4) Wehe mir, so spricht ein Zeuge, der Apostel Paulus spricht so 1. Cor. 9., wenn ich das Evangelium nicht predigte. Aber das Evangelium würde wenig Evangelium, fröhliche Botschaft sein, wenn es für die Empfänger eine gleichgültige Sache wäre, ob sie sie anhören und annehmen wollten oder sie von sich weisen und verwerfen. Sein Gebot ist die Botschaft; davon sagt Christus, es sei das ewige Leben. Dies ist die Zusage, die Verheißung, die gerne ausgesprochen, mit welcher das Zeugniß von Christo auftritt. Anderes hat es nicht zu bieten, Silber und Gold, Wohlergehen und langes Leben wird nicht in Aussicht gestellt. So thut das neue Testament nicht, das alte thut es, auf daß dir's wohlgehe und du lange lebest auf Erden.

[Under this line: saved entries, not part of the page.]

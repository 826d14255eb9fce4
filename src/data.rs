use crate::config::DataSettings;
use crate::error::{Result, TranslatorError};
use crate::vocabulary::{pad_sequence, Vocabulary, EOS_ID, SOS_ID};
use burn::data::dataset::Dataset;
use burn::prelude::*;
use rand::rngs::StdRng;
use rand::seq::SliceRandom;
use rand::SeedableRng;
use serde::{Deserialize, Serialize};
use std::fs;
use std::path::Path;

/// 対訳の1サンプル
///
/// source: [word1, ..., EOS, PAD...]（長さ max_seq_len）
/// target: [SOS, word1, ..., EOS, PAD...]（長さ max_seq_len + 1）
#[derive(Debug, Clone, PartialEq, Serialize, Deserialize)]
pub struct TranslationItem {
    pub index: usize,
    pub source: Vec<usize>,
    pub target: Vec<usize>,
}

/// 対訳テキストの組（ソース文, ターゲット文）
pub struct ParallelCorpus {
    pub pairs: Vec<(String, String)>,
}

impl ParallelCorpus {
    /// TSV（ソース[TAB]ターゲット）または行対応した2ファイルから読み込む
    pub fn load(settings: &DataSettings) -> Result<Self> {
        let mut pairs = match &settings.target_path {
            Some(target_path) => read_aligned(&settings.source_path, target_path)?,
            None => read_tsv(&settings.source_path)?,
        };

        if settings.reverse {
            pairs = pairs.into_iter().map(|(src, tgt)| (tgt, src)).collect();
        }

        if pairs.is_empty() {
            return Err(TranslatorError::Data(format!(
                "対訳ペアがありません: {}",
                settings.source_path.display()
            )));
        }

        tracing::info!("対訳ペア数: {}", pairs.len());
        Ok(Self { pairs })
    }

    pub fn from_pairs(pairs: Vec<(String, String)>) -> Self {
        Self { pairs }
    }

    /// ソース・ターゲットそれぞれの語彙を構築
    pub fn build_vocabularies(&self) -> (Vocabulary, Vocabulary) {
        let sources: Vec<&str> = self.pairs.iter().map(|(src, _)| src.as_str()).collect();
        let targets: Vec<&str> = self.pairs.iter().map(|(_, tgt)| tgt.as_str()).collect();

        (
            Vocabulary::from_sentences(&sources),
            Vocabulary::from_sentences(&targets),
        )
    }
}

fn read_tsv(path: &Path) -> Result<Vec<(String, String)>> {
    let content = fs::read_to_string(path).map_err(|e| {
        TranslatorError::Data(format!("{} が読み込めません: {}", path.display(), e))
    })?;

    let mut pairs = Vec::new();
    for line in content.lines() {
        let line = line.trim();

        // 空行とコメント行をスキップ
        if line.is_empty() || line.starts_with('#') {
            continue;
        }

        let parts: Vec<&str> = line.split('\t').collect();
        if parts.len() != 2 {
            tracing::warn!("無効な行形式 (TAB区切りではありません): {}", line);
            continue;
        }

        pairs.push((parts[0].trim().to_string(), parts[1].trim().to_string()));
    }

    Ok(pairs)
}

fn read_aligned(source_path: &Path, target_path: &Path) -> Result<Vec<(String, String)>> {
    let read = |path: &Path| {
        fs::read_to_string(path).map_err(|e| {
            TranslatorError::Data(format!("{} が読み込めません: {}", path.display(), e))
        })
    };
    let sources = read(source_path)?;
    let targets = read(target_path)?;

    let source_lines: Vec<&str> = sources.lines().collect();
    let target_lines: Vec<&str> = targets.lines().collect();
    if source_lines.len() != target_lines.len() {
        return Err(TranslatorError::Data(format!(
            "行数が一致しません: {} 行 / {} 行",
            source_lines.len(),
            target_lines.len()
        )));
    }

    Ok(source_lines
        .into_iter()
        .zip(target_lines)
        .map(|(src, tgt)| (src.trim().to_string(), tgt.trim().to_string()))
        .filter(|(src, tgt)| !src.is_empty() && !tgt.is_empty())
        .collect())
}

/// インデックスでランダムアクセスできる翻訳データセット
pub struct TranslationDataset {
    items: Vec<TranslationItem>,
    max_seq_len: usize,
    src_vocab_size: usize,
    tgt_vocab_size: usize,
}

impl TranslationDataset {
    /// 文をエンコードし、max_seq_len - 1 語を超えるペアは除外する
    pub fn new(
        corpus: &ParallelCorpus,
        src_vocab: &Vocabulary,
        tgt_vocab: &Vocabulary,
        max_seq_len: usize,
    ) -> Self {
        let mut items = Vec::new();
        let mut skipped = 0;

        for (index, (source_text, target_text)) in corpus.pairs.iter().enumerate() {
            let source_tokens = src_vocab.encode(source_text);
            let target_tokens = tgt_vocab.encode(target_text);

            if source_tokens.is_empty()
                || target_tokens.is_empty()
                || source_tokens.len() >= max_seq_len
                || target_tokens.len() >= max_seq_len
            {
                skipped += 1;
                continue;
            }

            let mut source = source_tokens;
            source.push(EOS_ID);

            let mut target = Vec::with_capacity(max_seq_len + 1);
            target.push(SOS_ID);
            target.extend(target_tokens);
            target.push(EOS_ID);

            items.push(TranslationItem {
                index,
                source: pad_sequence(&source, max_seq_len),
                target: pad_sequence(&target, max_seq_len + 1),
            });
        }

        if skipped > 0 {
            tracing::debug!("長さ超過・空文のため {} ペアを除外", skipped);
        }

        Self {
            items,
            max_seq_len,
            src_vocab_size: src_vocab.vocab_size(),
            tgt_vocab_size: tgt_vocab.vocab_size(),
        }
    }

    fn with_items(&self, items: Vec<TranslationItem>) -> Self {
        Self {
            items,
            max_seq_len: self.max_seq_len,
            src_vocab_size: self.src_vocab_size,
            tgt_vocab_size: self.tgt_vocab_size,
        }
    }

    pub fn max_seq_len(&self) -> usize {
        self.max_seq_len
    }

    pub fn src_vocab_size(&self) -> usize {
        self.src_vocab_size
    }

    pub fn tgt_vocab_size(&self) -> usize {
        self.tgt_vocab_size
    }

    /// シャッフルして (訓練, 検証) に分割
    pub fn split(mut self, train_fraction: f64, seed: u64) -> (Self, Self) {
        let mut items = std::mem::take(&mut self.items);
        let mut rng = StdRng::seed_from_u64(seed);
        items.shuffle(&mut rng);

        let train_size = ((items.len() as f64) * train_fraction).round() as usize;
        let train_size = train_size.clamp(1.min(items.len()), items.len());
        let val_items = items.split_off(train_size);

        (self.with_items(items), self.with_items(val_items))
    }

    /// バッチごとのインデックス列。seedを渡すとエポックごとに並べ替える
    pub fn batch_indices(&self, batch_size: usize, shuffle_seed: Option<u64>) -> Vec<Vec<usize>> {
        let mut indices: Vec<usize> = (0..self.items.len()).collect();
        if let Some(seed) = shuffle_seed {
            indices.shuffle(&mut StdRng::seed_from_u64(seed));
        }

        indices
            .chunks(batch_size.max(1))
            .map(|chunk| chunk.to_vec())
            .collect()
    }
}

impl Dataset<TranslationItem> for TranslationDataset {
    fn get(&self, index: usize) -> Option<TranslationItem> {
        self.items.get(index).cloned()
    }

    fn len(&self) -> usize {
        self.items.len()
    }
}

/// Teacher Forcing 用にずらしたバッチ
#[derive(Debug, Clone)]
pub struct TranslationBatch<B: Backend> {
    /// [batch_size, max_seq_len]
    pub source: Tensor<B, 2, Int>,
    /// [SOS, word1, ..., wordN]（[batch_size, max_seq_len]）
    pub decoder_input: Tensor<B, 2, Int>,
    /// [word1, ..., wordN, EOS]（[batch_size, max_seq_len]）
    pub decoder_target: Tensor<B, 2, Int>,
}

/// サンプル列をバックエンドのテンソルへ変換する
#[derive(Clone, Debug)]
pub struct TranslationBatcher<B: Backend> {
    device: B::Device,
}

impl<B: Backend> TranslationBatcher<B> {
    pub fn new(device: B::Device) -> Self {
        Self { device }
    }

    pub fn batch(&self, items: &[TranslationItem]) -> TranslationBatch<B> {
        let batch_size = items.len();
        let source_len = items.first().map(|item| item.source.len()).unwrap_or(0);
        let target_len = items.first().map(|item| item.target.len()).unwrap_or(1);

        // 入力テンソル作成
        let flattened_sources: Vec<i64> = items
            .iter()
            .flat_map(|item| item.source.iter().map(|&id| id as i64))
            .collect();
        let source = Tensor::<B, 1, Int>::from_data(flattened_sources.as_slice(), &self.device)
            .reshape([batch_size, source_len]);

        // ターゲットテンソル作成
        let flattened_targets: Vec<i64> = items
            .iter()
            .flat_map(|item| item.target.iter().map(|&id| id as i64))
            .collect();
        let full_target = Tensor::<B, 1, Int>::from_data(flattened_targets.as_slice(), &self.device)
            .reshape([batch_size, target_len]);

        let decoder_input = full_target
            .clone()
            .slice([0..batch_size, 0..target_len - 1]);
        let decoder_target = full_target.slice([0..batch_size, 1..target_len]);

        TranslationBatch {
            source,
            decoder_input,
            decoder_target,
        }
    }

    /// データセットから指定インデックスのサンプルを集めてバッチ化
    pub fn batch_from<D: Dataset<TranslationItem>>(
        &self,
        dataset: &D,
        indices: &[usize],
    ) -> TranslationBatch<B> {
        let items: Vec<TranslationItem> = indices
            .iter()
            .filter_map(|&index| dataset.get(index))
            .collect();
        self.batch(&items)
    }
}

#[cfg(test)]
mod tests {
    use super::*;
    use crate::vocabulary::PAD_ID;
    use burn::backend::NdArray;

    fn corpus() -> ParallelCorpus {
        ParallelCorpus::from_pairs(vec![
            ("hello world".to_string(), "bonjour le monde".to_string()),
            ("good morning".to_string(), "bonjour".to_string()),
            (
                "this sentence is far too long to keep".to_string(),
                "trop long".to_string(),
            ),
            ("thank you".to_string(), "merci".to_string()),
        ])
    }

    #[test]
    fn items_are_padded_and_long_pairs_dropped() {
        let corpus = corpus();
        let (src_vocab, tgt_vocab) = corpus.build_vocabularies();
        let dataset = TranslationDataset::new(&corpus, &src_vocab, &tgt_vocab, 5);

        assert_eq!(dataset.len(), 3);
        let item = dataset.get(0).unwrap();
        assert_eq!(item.source.len(), 5);
        assert_eq!(item.target.len(), 6);
        assert_eq!(item.source[2], EOS_ID);
        assert_eq!(item.source[4], PAD_ID);
        assert_eq!(item.target[0], SOS_ID);
        assert_eq!(item.target[4], EOS_ID);
        assert_eq!(dataset.get(2).unwrap().index, 3);
        assert_eq!(dataset.src_vocab_size(), src_vocab.vocab_size());
        assert_eq!(dataset.tgt_vocab_size(), tgt_vocab.vocab_size());
    }

    #[test]
    fn split_is_seeded_and_disjoint() {
        let corpus = corpus();
        let (src_vocab, tgt_vocab) = corpus.build_vocabularies();
        let build = || TranslationDataset::new(&corpus, &src_vocab, &tgt_vocab, 5);

        let (train_a, val_a) = build().split(0.67, 50);
        let (train_b, _) = build().split(0.67, 50);
        assert_eq!(train_a.len() + val_a.len(), 3);
        assert_eq!(train_a.get(0), train_b.get(0));

        let val_index = val_a.get(0).unwrap().index;
        assert!((0..train_a.len()).all(|i| train_a.get(i).unwrap().index != val_index));
    }

    #[test]
    fn batch_shifts_target_by_one() {
        let corpus = corpus();
        let (src_vocab, tgt_vocab) = corpus.build_vocabularies();
        let dataset = TranslationDataset::new(&corpus, &src_vocab, &tgt_vocab, 5);
        let batcher = TranslationBatcher::<NdArray>::new(Default::default());

        let batch = batcher.batch_from(&dataset, &[0, 1]);
        assert_eq!(batch.source.dims(), [2, 5]);
        assert_eq!(batch.decoder_input.dims(), [2, 5]);
        assert_eq!(batch.decoder_target.dims(), [2, 5]);

        let input: Vec<i64> = batch.decoder_input.to_data().iter::<i64>().collect();
        let target: Vec<i64> = batch.decoder_target.to_data().iter::<i64>().collect();
        assert_eq!(input[0], SOS_ID as i64);
        assert_eq!(input[1], target[0]);
    }

    #[test]
    fn batch_indices_cover_dataset() {
        let corpus = corpus();
        let (src_vocab, tgt_vocab) = corpus.build_vocabularies();
        let dataset = TranslationDataset::new(&corpus, &src_vocab, &tgt_vocab, 5);

        let batches = dataset.batch_indices(2, Some(7));
        assert_eq!(batches.len(), 2);
        let mut all: Vec<usize> = batches.into_iter().flatten().collect();
        all.sort();
        assert_eq!(all, vec![0, 1, 2]);
    }
}
use crate::error::TranslatorError;
use burn::nn::{Embedding, EmbeddingConfig, Initializer, Linear, LinearConfig};
use burn::prelude::*;
use burn::tensor::activation::softmax;

/// マスク位置に入れるスコア（softmax後にほぼ0になる）
pub const MASK_FILL_VALUE: f32 = -1e20;

/// 線形層の重み行列で共通のXavier一様初期化
pub(crate) fn xavier_uniform() -> Initializer {
    Initializer::XavierUniform { gain: 1.0 }
}

// ===== Multi-Head Attention =====

#[derive(Config, Debug)]
pub struct MultiHeadAttentionConfig {
    /// 埋め込み次元（n_headsで割り切れる必要がある）
    pub embed_dim: usize,
    /// ヘッド数
    pub n_heads: usize,
    /// 相対位置バイアスを使う場合の最大シーケンス長
    #[config(default = "None")]
    pub relative_positions: Option<usize>,
}

impl MultiHeadAttentionConfig {
    pub fn init<B: Backend>(
        &self,
        device: &B::Device,
    ) -> crate::error::Result<MultiHeadAttention<B>> {
        if self.n_heads == 0 || self.embed_dim % self.n_heads != 0 {
            return Err(TranslatorError::InvalidDimensions {
                embed_dim: self.embed_dim,
                n_heads: self.n_heads,
            });
        }
        let head_dim = self.embed_dim / self.n_heads;

        // 各ヘッド用の重み行列（部分空間 → 部分空間、バイアスなし）
        let head_projection = || {
            LinearConfig::new(head_dim, head_dim)
                .with_bias(false)
                .with_initializer(xavier_uniform())
                .init::<B>(device)
        };
        let w_q = (0..self.n_heads).map(|_| head_projection()).collect();
        let w_k = (0..self.n_heads).map(|_| head_projection()).collect();
        let w_v = (0..self.n_heads).map(|_| head_projection()).collect();

        // 出力射影層 [embed_dim, embed_dim]
        let w_o = LinearConfig::new(self.embed_dim, self.embed_dim)
            .with_initializer(xavier_uniform())
            .init(device);

        // 相対距離 -(L-1)..=(L-1) ごとのヘッド別バイアス（0から学習）
        let relative_bias = self.relative_positions.map(|max_len| {
            EmbeddingConfig::new(2 * max_len.max(1) - 1, self.n_heads)
                .with_initializer(Initializer::Zeros)
                .init::<B>(device)
        });

        Ok(MultiHeadAttention {
            w_q,
            w_k,
            w_v,
            w_o,
            relative_bias,
            n_heads: self.n_heads,
            head_dim,
            max_relative_distance: self.relative_positions.unwrap_or(1).max(1) - 1,
        })
    }
}

/// Attentionの出力
pub struct AttentionOutput<B: Backend> {
    /// [batch_size, seq_len_q, embed_dim]
    pub context: Tensor<B, 3>,
    /// [batch_size, n_heads, seq_len_q, seq_len_k]
    pub weights: Tensor<B, 4>,
}

#[derive(Module, Debug)]
pub struct MultiHeadAttention<B: Backend> {
    w_q: Vec<Linear<B>>,
    w_k: Vec<Linear<B>>,
    w_v: Vec<Linear<B>>,
    w_o: Linear<B>,
    relative_bias: Option<Embedding<B>>,
    n_heads: usize,
    head_dim: usize,
    max_relative_distance: usize,
}

impl<B: Backend> MultiHeadAttention<B> {
    /// key/query/value: [batch_size, seq_len, embed_dim]
    ///
    /// mask は [batch_size or 1, 1, seq_len_q, seq_len_k] の0/1テンソルで、
    /// 0の位置はsoftmax前に `MASK_FILL_VALUE` で埋められる。
    /// key と value のシーケンス長は一致している必要がある。
    pub fn forward(
        &self,
        key: Tensor<B, 3>,
        query: Tensor<B, 3>,
        value: Tensor<B, 3>,
        mask: Option<Tensor<B, 4>>,
    ) -> AttentionOutput<B> {
        let [batch_size, seq_len_k, _] = key.dims();
        let seq_len_q = query.dims()[1];
        let device = query.device();

        // ヘッドをシーケンスの前へ: [batch_size, n_heads, seq_len, head_dim]
        let q = self.project_heads(query, &self.w_q);
        let k = self.project_heads(key, &self.w_k);
        let v = self.project_heads(value, &self.w_v);

        let scale = (self.head_dim as f32).sqrt();
        let mut scores = q.matmul(k.swap_dims(2, 3)) / scale;

        if let Some(table) = &self.relative_bias {
            scores = scores + self.relative_position_bias(table, seq_len_q, seq_len_k, &device);
        }

        if let Some(mask) = mask {
            let blocked = mask
                .equal_elem(0.0)
                .expand([batch_size, self.n_heads, seq_len_q, seq_len_k]);
            scores = scores.mask_fill(blocked, MASK_FILL_VALUE);
        }

        let weights = softmax(scores, 3);

        // ヘッドを結合 [batch_size, seq_len_q, embed_dim]
        let context = weights
            .clone()
            .matmul(v)
            .swap_dims(1, 2)
            .reshape([batch_size, seq_len_q, self.n_heads * self.head_dim]);

        AttentionOutput {
            context: self.w_o.forward(context),
            weights,
        }
    }

    fn project_heads(&self, x: Tensor<B, 3>, projections: &[Linear<B>]) -> Tensor<B, 4> {
        let [batch_size, seq_len, _] = x.dims();
        let x = x.reshape([batch_size, seq_len, self.n_heads, self.head_dim]);

        let heads: Vec<Tensor<B, 3>> = projections
            .iter()
            .enumerate()
            .map(|(head_idx, projection)| {
                let head = x
                    .clone()
                    .slice([
                        0..batch_size,
                        0..seq_len,
                        head_idx..head_idx + 1,
                        0..self.head_dim,
                    ])
                    .reshape([batch_size, seq_len, self.head_dim]);
                projection.forward(head)
            })
            .collect();

        Tensor::stack::<4>(heads, 1)
    }

    /// [1, n_heads, seq_len_q, seq_len_k] の相対位置バイアス
    fn relative_position_bias(
        &self,
        table: &Embedding<B>,
        seq_len_q: usize,
        seq_len_k: usize,
        device: &B::Device,
    ) -> Tensor<B, 4> {
        let max_distance = self.max_relative_distance as i64;
        let indices: Vec<i64> = (0..seq_len_q)
            .flat_map(|i| {
                (0..seq_len_k).map(move |j| {
                    (j as i64 - i as i64).clamp(-max_distance, max_distance) + max_distance
                })
            })
            .collect();

        let indices = Tensor::<B, 1, Int>::from_data(indices.as_slice(), device)
            .reshape([1, seq_len_q * seq_len_k]);

        table
            .forward(indices)
            .reshape([seq_len_q, seq_len_k, self.n_heads])
            .swap_dims(0, 2)
            .swap_dims(1, 2)
            .unsqueeze::<4>()
    }
}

Christus dagegen: Selig sind, die geistlich arm sind; denn das Himmelreich ist ihr, und: Selig sind die Leidtragenden; denn sie sollen getröstet weiden. Das ist die Verheißung. Kein Einschluß ohne Ausschluß, das Ausschlußwort lautet im mildern Ausdruck: Ich sage euch, daß der Männer keiner, die geladen sind, mein Abendmahl schmecken wird. Wir können indeß auch andere Ausschlußformeln preisen -. Amen.